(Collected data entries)
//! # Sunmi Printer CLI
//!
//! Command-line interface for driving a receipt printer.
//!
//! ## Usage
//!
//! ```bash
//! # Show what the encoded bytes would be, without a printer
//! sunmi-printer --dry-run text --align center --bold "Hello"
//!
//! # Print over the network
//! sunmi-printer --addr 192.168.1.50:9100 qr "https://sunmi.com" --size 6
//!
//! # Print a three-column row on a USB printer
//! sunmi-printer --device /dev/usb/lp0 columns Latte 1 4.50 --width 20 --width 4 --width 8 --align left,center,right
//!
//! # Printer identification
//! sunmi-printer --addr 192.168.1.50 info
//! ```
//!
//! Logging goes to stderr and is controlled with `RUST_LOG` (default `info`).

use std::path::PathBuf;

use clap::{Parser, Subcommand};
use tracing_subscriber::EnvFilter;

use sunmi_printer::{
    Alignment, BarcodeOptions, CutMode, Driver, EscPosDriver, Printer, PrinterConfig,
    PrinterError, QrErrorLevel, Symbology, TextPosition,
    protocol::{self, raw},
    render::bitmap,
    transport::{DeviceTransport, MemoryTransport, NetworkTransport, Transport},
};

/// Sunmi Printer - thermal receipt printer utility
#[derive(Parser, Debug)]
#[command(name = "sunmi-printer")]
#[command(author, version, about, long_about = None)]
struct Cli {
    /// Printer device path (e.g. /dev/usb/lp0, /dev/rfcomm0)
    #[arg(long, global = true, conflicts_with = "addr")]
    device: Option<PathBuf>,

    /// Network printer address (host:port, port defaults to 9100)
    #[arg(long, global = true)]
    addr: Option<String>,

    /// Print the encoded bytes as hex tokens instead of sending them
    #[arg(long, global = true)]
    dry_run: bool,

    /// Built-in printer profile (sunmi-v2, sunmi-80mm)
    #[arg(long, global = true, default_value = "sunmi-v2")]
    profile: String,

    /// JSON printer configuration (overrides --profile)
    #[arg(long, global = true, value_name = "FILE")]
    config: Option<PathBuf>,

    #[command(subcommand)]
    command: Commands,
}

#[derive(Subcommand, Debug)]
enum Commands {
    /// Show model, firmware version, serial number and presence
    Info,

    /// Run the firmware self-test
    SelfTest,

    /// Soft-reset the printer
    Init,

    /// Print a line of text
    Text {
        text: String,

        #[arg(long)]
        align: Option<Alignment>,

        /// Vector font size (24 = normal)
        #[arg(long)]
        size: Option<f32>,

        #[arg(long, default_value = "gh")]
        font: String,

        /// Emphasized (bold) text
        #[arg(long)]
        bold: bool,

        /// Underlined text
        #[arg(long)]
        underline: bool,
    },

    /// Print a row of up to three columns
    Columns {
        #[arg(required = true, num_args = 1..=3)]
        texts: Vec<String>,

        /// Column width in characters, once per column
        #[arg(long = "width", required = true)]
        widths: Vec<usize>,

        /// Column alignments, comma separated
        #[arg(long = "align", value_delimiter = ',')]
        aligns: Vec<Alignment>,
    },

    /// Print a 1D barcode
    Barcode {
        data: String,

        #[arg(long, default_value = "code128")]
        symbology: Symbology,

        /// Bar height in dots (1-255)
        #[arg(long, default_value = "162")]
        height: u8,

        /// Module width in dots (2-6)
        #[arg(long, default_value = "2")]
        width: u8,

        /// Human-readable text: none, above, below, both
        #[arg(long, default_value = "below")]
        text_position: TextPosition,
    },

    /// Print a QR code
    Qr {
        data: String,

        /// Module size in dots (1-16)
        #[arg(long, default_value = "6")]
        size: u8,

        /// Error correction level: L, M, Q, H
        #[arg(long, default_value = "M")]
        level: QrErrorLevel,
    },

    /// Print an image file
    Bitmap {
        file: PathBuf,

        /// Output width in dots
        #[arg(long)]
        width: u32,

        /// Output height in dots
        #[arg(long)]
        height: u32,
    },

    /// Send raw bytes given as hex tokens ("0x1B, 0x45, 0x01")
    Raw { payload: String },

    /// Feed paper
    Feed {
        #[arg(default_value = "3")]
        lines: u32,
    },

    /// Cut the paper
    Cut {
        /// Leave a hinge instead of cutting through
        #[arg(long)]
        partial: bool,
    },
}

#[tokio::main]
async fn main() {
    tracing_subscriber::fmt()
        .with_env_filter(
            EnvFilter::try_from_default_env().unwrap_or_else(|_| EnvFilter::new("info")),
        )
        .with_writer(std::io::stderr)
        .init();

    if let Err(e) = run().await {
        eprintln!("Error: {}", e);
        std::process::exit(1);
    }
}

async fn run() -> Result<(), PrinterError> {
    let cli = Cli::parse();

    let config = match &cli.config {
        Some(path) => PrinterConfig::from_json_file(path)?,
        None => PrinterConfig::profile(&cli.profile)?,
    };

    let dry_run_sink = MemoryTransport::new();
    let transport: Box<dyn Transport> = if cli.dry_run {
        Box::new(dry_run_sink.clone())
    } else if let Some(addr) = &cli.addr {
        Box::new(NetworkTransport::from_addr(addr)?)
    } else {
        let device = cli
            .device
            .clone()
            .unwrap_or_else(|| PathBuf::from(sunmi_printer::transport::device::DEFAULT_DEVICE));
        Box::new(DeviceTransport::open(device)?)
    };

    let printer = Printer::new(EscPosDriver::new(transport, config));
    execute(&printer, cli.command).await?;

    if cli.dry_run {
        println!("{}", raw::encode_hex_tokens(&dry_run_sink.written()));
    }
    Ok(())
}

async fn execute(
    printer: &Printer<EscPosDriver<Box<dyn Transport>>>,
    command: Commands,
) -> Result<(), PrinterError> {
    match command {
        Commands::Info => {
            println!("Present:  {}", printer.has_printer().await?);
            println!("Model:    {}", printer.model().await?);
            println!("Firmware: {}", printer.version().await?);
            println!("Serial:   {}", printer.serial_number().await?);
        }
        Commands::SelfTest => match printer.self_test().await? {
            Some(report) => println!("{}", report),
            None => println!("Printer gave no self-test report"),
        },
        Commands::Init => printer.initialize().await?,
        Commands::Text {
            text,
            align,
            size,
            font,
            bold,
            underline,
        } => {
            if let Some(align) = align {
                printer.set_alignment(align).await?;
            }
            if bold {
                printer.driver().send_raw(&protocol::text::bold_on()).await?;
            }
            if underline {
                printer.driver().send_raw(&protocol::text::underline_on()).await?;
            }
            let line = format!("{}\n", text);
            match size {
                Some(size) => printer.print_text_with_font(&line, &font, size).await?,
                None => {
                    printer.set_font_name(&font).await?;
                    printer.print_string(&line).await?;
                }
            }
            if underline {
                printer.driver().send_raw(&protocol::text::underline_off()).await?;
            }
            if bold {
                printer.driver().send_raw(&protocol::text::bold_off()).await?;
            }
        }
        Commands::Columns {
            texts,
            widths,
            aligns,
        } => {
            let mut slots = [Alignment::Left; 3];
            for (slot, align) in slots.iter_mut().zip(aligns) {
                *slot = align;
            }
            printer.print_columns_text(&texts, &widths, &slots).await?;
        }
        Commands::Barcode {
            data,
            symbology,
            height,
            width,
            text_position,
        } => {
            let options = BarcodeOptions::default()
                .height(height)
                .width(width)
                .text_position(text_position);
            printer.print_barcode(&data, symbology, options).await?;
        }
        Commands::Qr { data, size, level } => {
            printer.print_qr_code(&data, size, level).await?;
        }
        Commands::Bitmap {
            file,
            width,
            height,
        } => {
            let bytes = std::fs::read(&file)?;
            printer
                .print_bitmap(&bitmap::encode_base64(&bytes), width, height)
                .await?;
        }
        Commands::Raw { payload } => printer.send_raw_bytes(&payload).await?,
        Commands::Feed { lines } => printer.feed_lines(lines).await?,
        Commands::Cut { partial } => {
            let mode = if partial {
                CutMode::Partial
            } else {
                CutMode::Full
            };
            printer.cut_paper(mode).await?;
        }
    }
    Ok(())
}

▶ [What to do]: Please report every line among the entries that includes "texts".

▶ [Task answer]:
        texts: Vec<String>,
            texts,
            printer.print_columns_text(&texts, &widths, &slots).await?;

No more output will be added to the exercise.